Giornalisti, associazioni per i diritti umani, gilet gialli, diverse migliaia di presone hanno manifestato oggi in diverse città della Francia contro il progetto di legge appena votato dal Parlamento che reprime, fra l’altro, la diffusione di immagini che mostrano agenti delle forze dell’ordine in azione durante manifestazioni.

Per i contestatori, riuniti a Parigi al Trocadero, si tratta di un’attentato alla «libertà d’espressione» e allo «stato di diritto».

Al termine del corteo parigino, si è registrato qualche tafferuglio con la polizia. In tutta la Francia le manifestazioni sono state una ventina, al grido di «abbassate le vostre armi, noi abbasseremo i nostri cellulari».

Il parlamento ha votato ieri sera una legge sulla «sicurezza globale» che contiene un passaggio che limita la liberta dei media: un punto fin dall’inizio molto contestato, l’articolo 24, che regola la diffusione di immagini sulle quali appaiono poliziotti o gendarmi.
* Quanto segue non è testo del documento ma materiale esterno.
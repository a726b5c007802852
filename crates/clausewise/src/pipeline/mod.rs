pub mod error;
pub mod progress;
pub mod runner;

pub use error::{PipelineError, PipelineWarning};
pub use progress::{JobStoreProgress, NoopProgress, ProgressReporter};
pub use runner::{Pipeline, PipelineOutcome, WorkUnit, DOCUMENT_LABEL};
//! Request-facing operations: submit, poll, summarise, analyse inline.
//!
//! An HTTP layer maps these one to one onto its routes. Submissions return
//! as soon as the uploads are staged and a job exists. The work itself runs
//! on a spawned [`JobDriver`] whose handle is kept until it is awaited.

use std::collections::HashMap;
use std::sync::{Arc, Mutex, MutexGuard};

use chrono::{DateTime, Utc};
use serde::{Deserialize, Serialize};
use tokio::task::JoinHandle;
use tracing::{info, warn};

use crate::analysis::{AnalysisReport, Analyzer, GeminiAnalyzer};
use crate::config::{ReportConfig, ServiceConfig, UploadConfig};
use crate::error::SubmitError;
use crate::jobs::{JobDriver, JobId, JobStore, JobSummary, JobView, SystemClock, TimeoutSweeper};
use crate::pipeline::{NoopProgress, Pipeline, WorkUnit};
use crate::processor::{ExtractorRegistry, TextExtractor};
use crate::sanitize;
use crate::storage::TempWorkspace;

/// Job type recorded when the caller does not name one.
pub const DEFAULT_JOB_TYPE: &str = "legal_analysis";

/// One uploaded file as received from the client.
#[derive(Debug, Clone, PartialEq, Eq)]
pub struct Upload {
    pub filename: Option<String>,
    pub bytes: Vec<u8>,
}

impl Upload {
    pub fn new(filename: impl Into<String>, bytes: impl Into<Vec<u8>>) -> Self {
        Self {
            filename: Some(filename.into()),
            bytes: bytes.into(),
        }
    }
}

#[derive(Debug, Clone, PartialEq, Serialize, Deserialize)]
pub struct HealthStatus {
    pub status: String,
    pub ai_enabled: bool,
    pub version: String,
    pub timestamp: DateTime<Utc>,
}

pub struct AnalysisService {
    uploads: UploadConfig,
    report_limits: ReportConfig,
    store: Arc<JobStore>,
    /// Absent when no analyzer is configured. Submissions are then refused.
    driver: Option<JobDriver>,
    pipeline: Option<Arc<Pipeline>>,
    handles: Mutex<HashMap<JobId, JoinHandle<()>>>,
    sweeper: Option<TimeoutSweeper>,
    sweeper_handle: Mutex<Option<JoinHandle<()>>>,
}

impl AnalysisService {
    /// Production constructor. Uses the system clock, the default extractors
    /// and Gemini when an API key is configured.
    pub fn from_config(config: &ServiceConfig) -> crate::Result<Self> {
        let store = Arc::new(JobStore::from_config(&config.jobs, Arc::new(SystemClock)));
        let extractor: Arc<dyn TextExtractor> = Arc::new(ExtractorRegistry::new());
        let analyzer = GeminiAnalyzer::from_config(&config.analysis)?
            .map(|gemini| Arc::new(gemini) as Arc<dyn Analyzer>);

        if analyzer.is_none() {
            warn!("No analysis provider configured, submissions will be refused");
        }

        Ok(Self::new(config, store, extractor, analyzer))
    }

    /// Builds a service around injected collaborators.
    pub fn new(
        config: &ServiceConfig,
        store: Arc<JobStore>,
        extractor: Arc<dyn TextExtractor>,
        analyzer: Option<Arc<dyn Analyzer>>,
    ) -> Self {
        let pipeline = analyzer.map(|analyzer| {
            Arc::new(Pipeline::new(
                extractor,
                analyzer,
                config.analysis.min_text_chars,
            ))
        });
        let driver = pipeline.as_ref().map(|pipeline| {
            JobDriver::new(
                Arc::clone(&store),
                Arc::clone(pipeline),
                config.report.clone(),
            )
        });
        let sweeper = config
            .jobs
            .sweep_interval()
            .map(|interval| TimeoutSweeper::new(Arc::clone(&store), interval));

        Self {
            uploads: config.uploads.clone(),
            report_limits: config.report.clone(),
            store,
            driver,
            pipeline,
            handles: Mutex::new(HashMap::new()),
            sweeper,
            sweeper_handle: Mutex::new(None),
        }
    }

    pub fn store(&self) -> &Arc<JobStore> {
        &self.store
    }

    pub fn ai_enabled(&self) -> bool {
        self.driver.is_some()
    }

    /// Starts the timeout sweeper when one is configured. Must run inside a
    /// tokio runtime. Calling it again is a no-op.
    pub fn start_sweeper(&self) {
        let Some(sweeper) = &self.sweeper else {
            return;
        };
        let mut slot = lock_recovering(&self.sweeper_handle);
        if slot.is_none() {
            *slot = Some(sweeper.start());
            info!("Timeout sweeper started");
        }
    }

    /// Validates and stages `uploads`, creates a job and starts it in the
    /// background. Returns the new job id straight away.
    pub async fn submit(
        &self,
        job_type: &str,
        uploads: Vec<Upload>,
    ) -> Result<JobId, SubmitError> {
        self.validate(&uploads)?;
        let driver = self.driver.as_ref().ok_or(SubmitError::AnalyzerUnavailable)?;

        let (workspace, units) = self.stage(&uploads).await?;
        let job_id = self.store.create(job_type);
        info!("Job {} submitted with {} file(s)", job_id, units.len());

        let handle = tokio::spawn(driver.clone().run(job_id.clone(), units, workspace));

        let mut handles = self.handles();
        handles.retain(|_, handle| !handle.is_finished());
        handles.insert(job_id.clone(), handle);

        Ok(job_id)
    }

    pub fn get_status(&self, job_id: &str) -> Option<JobView> {
        self.store.view(job_id)
    }

    pub fn list_summary(&self) -> JobSummary {
        self.store.summary()
    }

    /// Waits for the job's driver to finish and returns the final record.
    pub async fn wait(&self, job_id: &str) -> Option<JobView> {
        let handle = self.handles().remove(job_id);
        if let Some(handle) = handle {
            if let Err(e) = handle.await {
                warn!("Driver for job {} did not finish cleanly: {}", job_id, e);
            }
        }
        self.store.view(job_id)
    }

    /// Runs the same per-document pipeline inline and returns the report.
    ///
    /// The report is returned even when no document could be analysed.
    pub async fn analyze_sync(
        &self,
        uploads: Vec<Upload>,
    ) -> Result<AnalysisReport, SubmitError> {
        self.validate(&uploads)?;
        let pipeline = self.pipeline.as_ref().ok_or(SubmitError::AnalyzerUnavailable)?;

        let (workspace, units) = self.stage(&uploads).await?;
        let outcome = pipeline.run(&units, &NoopProgress).await;

        if let Err(e) = workspace.close() {
            warn!("Failed to clean up workspace: {}", e);
        }

        Ok(AnalysisReport::build(
            &outcome.documents,
            &self.report_limits,
            self.store.now(),
        ))
    }

    pub fn health(&self) -> HealthStatus {
        HealthStatus {
            status: "healthy".to_string(),
            ai_enabled: self.ai_enabled(),
            version: env!("CARGO_PKG_VERSION").to_string(),
            timestamp: Utc::now(),
        }
    }

    /// Stops the sweeper and waits for every outstanding driver.
    pub async fn shutdown(&self) {
        if let Some(sweeper) = &self.sweeper {
            sweeper.stop();
        }
        let sweeper_handle = lock_recovering(&self.sweeper_handle).take();
        if let Some(handle) = sweeper_handle {
            if let Err(e) = handle.await {
                warn!("Timeout sweeper did not stop cleanly: {}", e);
            }
        }

        let pending: Vec<JoinHandle<()>> = self.handles().drain().map(|(_, h)| h).collect();
        if !pending.is_empty() {
            info!("Waiting for {} running job(s)", pending.len());
        }
        for result in futures_util::future::join_all(pending).await {
            if let Err(e) = result {
                warn!("Driver did not finish cleanly: {}", e);
            }
        }
    }

    fn validate(&self, uploads: &[Upload]) -> Result<(), SubmitError> {
        if uploads.is_empty() {
            return Err(SubmitError::NoFiles);
        }

        for upload in uploads {
            let filename = upload
                .filename
                .as_deref()
                .and_then(sanitize::safe_file_name)
                .ok_or(SubmitError::MissingFilename)?;
            if !self.uploads.is_allowed(&filename) {
                return Err(SubmitError::UnsupportedFile { filename });
            }
        }

        if uploads.len() > self.uploads.max_files_per_submission {
            return Err(SubmitError::TooManyFiles {
                count: uploads.len(),
                max: self.uploads.max_files_per_submission,
            });
        }

        for upload in uploads {
            if upload.bytes.len() > self.uploads.max_file_size {
                return Err(SubmitError::FileTooLarge {
                    filename: upload.filename.clone().unwrap_or_default(),
                    size: upload.bytes.len(),
                    max: self.uploads.max_file_size,
                });
            }
        }

        Ok(())
    }

    /// Writes the uploads into a fresh workspace. On failure the workspace
    /// is removed before the error is returned.
    async fn stage(&self, uploads: &[Upload]) -> Result<(TempWorkspace, Vec<WorkUnit>), SubmitError> {
        let workspace =
            TempWorkspace::create(&self.uploads.temp_prefix, self.uploads.temp_root.as_deref())?;

        match write_uploads(&workspace, uploads).await {
            Ok(units) => Ok((workspace, units)),
            Err(e) => {
                if let Err(close_err) = workspace.close() {
                    warn!("Failed to clean up workspace: {}", close_err);
                }
                Err(e)
            }
        }
    }

    fn handles(&self) -> MutexGuard<'_, HashMap<JobId, JoinHandle<()>>> {
        lock_recovering(&self.handles)
    }
}

async fn write_uploads(
    workspace: &TempWorkspace,
    uploads: &[Upload],
) -> Result<Vec<WorkUnit>, SubmitError> {
    let mut units = Vec::with_capacity(uploads.len());
    for upload in uploads {
        let filename = upload
            .filename
            .as_deref()
            .and_then(sanitize::safe_file_name)
            .ok_or(SubmitError::MissingFilename)?;
        let path = workspace.store(&filename, &upload.bytes).await?;
        units.push(WorkUnit::new(path, filename));
    }
    Ok(units)
}

fn lock_recovering<T>(mutex: &Mutex<T>) -> MutexGuard<'_, T> {
    match mutex.lock() {
        Ok(guard) => guard,
        Err(poisoned) => {
            log::warn!("Service lock was poisoned, recovering");
            poisoned.into_inner()
        }
    }
}

#[cfg(test)]
mod tests {
    use super::*;
    use crate::analysis::Finding;
    use crate::error::AnalysisError;
    use async_trait::async_trait;

    struct NeverCalled;

    #[async_trait]
    impl Analyzer for NeverCalled {
        async fn analyze(
            &self,
            _text: &str,
            _label: &str,
        ) -> Result<Vec<Finding>, AnalysisError> {
            Err(AnalysisError::NotConfigured)
        }
    }

    fn service(analyzer: Option<Arc<dyn Analyzer>>) -> AnalysisService {
        let config = ServiceConfig::default();
        let store = Arc::new(JobStore::from_config(&config.jobs, Arc::new(SystemClock)));
        AnalysisService::new(&config, store, Arc::new(ExtractorRegistry::new()), analyzer)
    }

    fn with_analyzer() -> AnalysisService {
        service(Some(Arc::new(NeverCalled)))
    }

    fn pdf(name: &str) -> Upload {
        Upload::new(name, b"%PDF-1.4".to_vec())
    }

    #[test]
    fn test_validate_rejects_empty_submission() {
        assert!(matches!(with_analyzer().validate(&[]), Err(SubmitError::NoFiles)));
    }

    #[test]
    fn test_validate_rejects_missing_or_unsafe_filename() {
        let svc = with_analyzer();
        let nameless = Upload {
            filename: None,
            bytes: vec![1],
        };
        assert!(matches!(svc.validate(&[nameless]), Err(SubmitError::MissingFilename)));
        assert!(matches!(svc.validate(&[pdf("../")]), Err(SubmitError::MissingFilename)));
    }

    #[test]
    fn test_validate_checks_extension_case_insensitively() {
        let svc = with_analyzer();
        assert!(svc.validate(&[pdf("CONTRACT.PDF")]).is_ok());
        match svc.validate(&[pdf("notes.docx")]) {
            Err(SubmitError::UnsupportedFile { filename }) => assert_eq!(filename, "notes.docx"),
            other => panic!("unexpected: {:?}", other),
        }
    }

    #[test]
    fn test_validate_file_count_and_size() {
        let svc = with_analyzer();
        let four: Vec<Upload> = (0..4).map(|i| pdf(&format!("{}.pdf", i))).collect();
        assert!(matches!(
            svc.validate(&four),
            Err(SubmitError::TooManyFiles { count: 4, max: 3 })
        ));

        let big = Upload::new("big.pdf", vec![0u8; 50 * 1024 * 1024 + 1]);
        assert!(matches!(svc.validate(&[big]), Err(SubmitError::FileTooLarge { .. })));
    }

    #[tokio::test]
    async fn test_submit_without_analyzer_is_unavailable() {
        let svc = service(None);
        let result = svc.submit(DEFAULT_JOB_TYPE, vec![pdf("a.pdf")]).await;
        assert!(matches!(result, Err(SubmitError::AnalyzerUnavailable)));
        assert!(svc.store().is_empty());
        assert!(!svc.health().ai_enabled);
    }

    #[tokio::test]
    async fn test_invalid_submission_creates_no_job() {
        let svc = with_analyzer();
        let result = svc.submit(DEFAULT_JOB_TYPE, vec![pdf("a.txt")]).await;
        assert!(result.is_err());
        assert_eq!(svc.list_summary().total, 0);
    }

    #[test]
    fn test_health_reports_version() {
        let health = with_analyzer().health();
        assert_eq!(health.status, "healthy");
        assert!(health.ai_enabled);
        assert_eq!(health.version, env!("CARGO_PKG_VERSION"));
    }
}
Secondo l’opposizione di sinistra e altre forze di minoranze, la legge calpesta i diritti fondamentali garantiti dall’impianto repubblicano.
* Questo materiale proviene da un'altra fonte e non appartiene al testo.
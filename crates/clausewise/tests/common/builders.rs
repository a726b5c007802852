//! Builders for test configurations and upload fixtures.

#![allow(dead_code)]

use std::path::Path;

use clausewise::config::ServiceConfig;
use clausewise::Upload;

/// Builder for creating `ServiceConfig` instances.
pub struct ConfigBuilder {
    config: ServiceConfig,
}

impl ConfigBuilder {
    /// Defaults, with workspaces created under `temp_root`.
    pub fn new(temp_root: &Path) -> Self {
        let mut config = ServiceConfig::default();
        config.uploads.temp_root = Some(temp_root.to_path_buf());
        Self { config }
    }

    pub fn max_jobs(mut self, max_jobs: usize) -> Self {
        self.config.jobs.max_jobs = max_jobs;
        self
    }

    pub fn job_timeout_secs(mut self, secs: u64) -> Self {
        self.config.jobs.job_timeout_secs = secs;
        self
    }

    pub fn sweep_interval_secs(mut self, secs: u64) -> Self {
        self.config.jobs.sweep_interval_secs = Some(secs);
        self
    }

    pub fn max_files(mut self, max: usize) -> Self {
        self.config.uploads.max_files_per_submission = max;
        self
    }

    pub fn max_file_size(mut self, bytes: usize) -> Self {
        self.config.uploads.max_file_size = bytes;
        self
    }

    pub fn build(self) -> ServiceConfig {
        self.config
    }
}

/// A contract body long enough to pass the minimum-text check.
pub fn contract_text(title: &str) -> String {
    format!(
        "{}\n\n1. Termination. Either party may terminate this agreement with thirty days notice.\n\
         2. Liability. The supplier's liability is limited to the fees paid in the prior year.",
        title
    )
}

pub fn contract_upload(filename: &str) -> Upload {
    Upload::new(filename, contract_text(filename).into_bytes())
}

/// An upload the stub analyzer rejects.
pub fn failing_upload(filename: &str) -> Upload {
    let text = format!("{} FAIL_ANALYSIS", contract_text(filename));
    Upload::new(filename, text.into_bytes())
}

/// An upload with too little text to analyse.
pub fn blank_upload(filename: &str) -> Upload {
    Upload::new(filename, b"   ".to_vec())
}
«Siamo di fronte a una chiara deriva autoritaria. Il governo ultraliberista di Macron ci presenta uno scenario di compressione delle libertà di manifestazione che ricorda quanto accadeva nella Gran Bretagna ai tempi della Thatcher», ha detto oggi a France.info la deputata della France insoumise Clémentine Autain.

«In Francia abbiamo un problema riguardante le relazioni fra la popolazione e le forze dell’ordine. Ricordo i tempi recenti delle manifestazioni dei gilet gialli, con immagini pesanti di violenze della polizia, violenze che a quanto pare sono rimaste ogni volta impunite.

Questa nuova legge comprime le libertà civili e di stampa con il pretesto di proteggere la vita privata degli agenti di polizia, ma questa è già tutelata da altre norme già esistenti», ha sottolineato la parlamentare di sinistra.

A Parigi, una trentina di persone sono state fermate dopo una manifestazione nei pressi dell’Assemblée Nationale. Un giornalista della tv pubblica France 3, che filmava questi fermi operati dalla polizia, ha trascorso 12 ore in stato di fermo.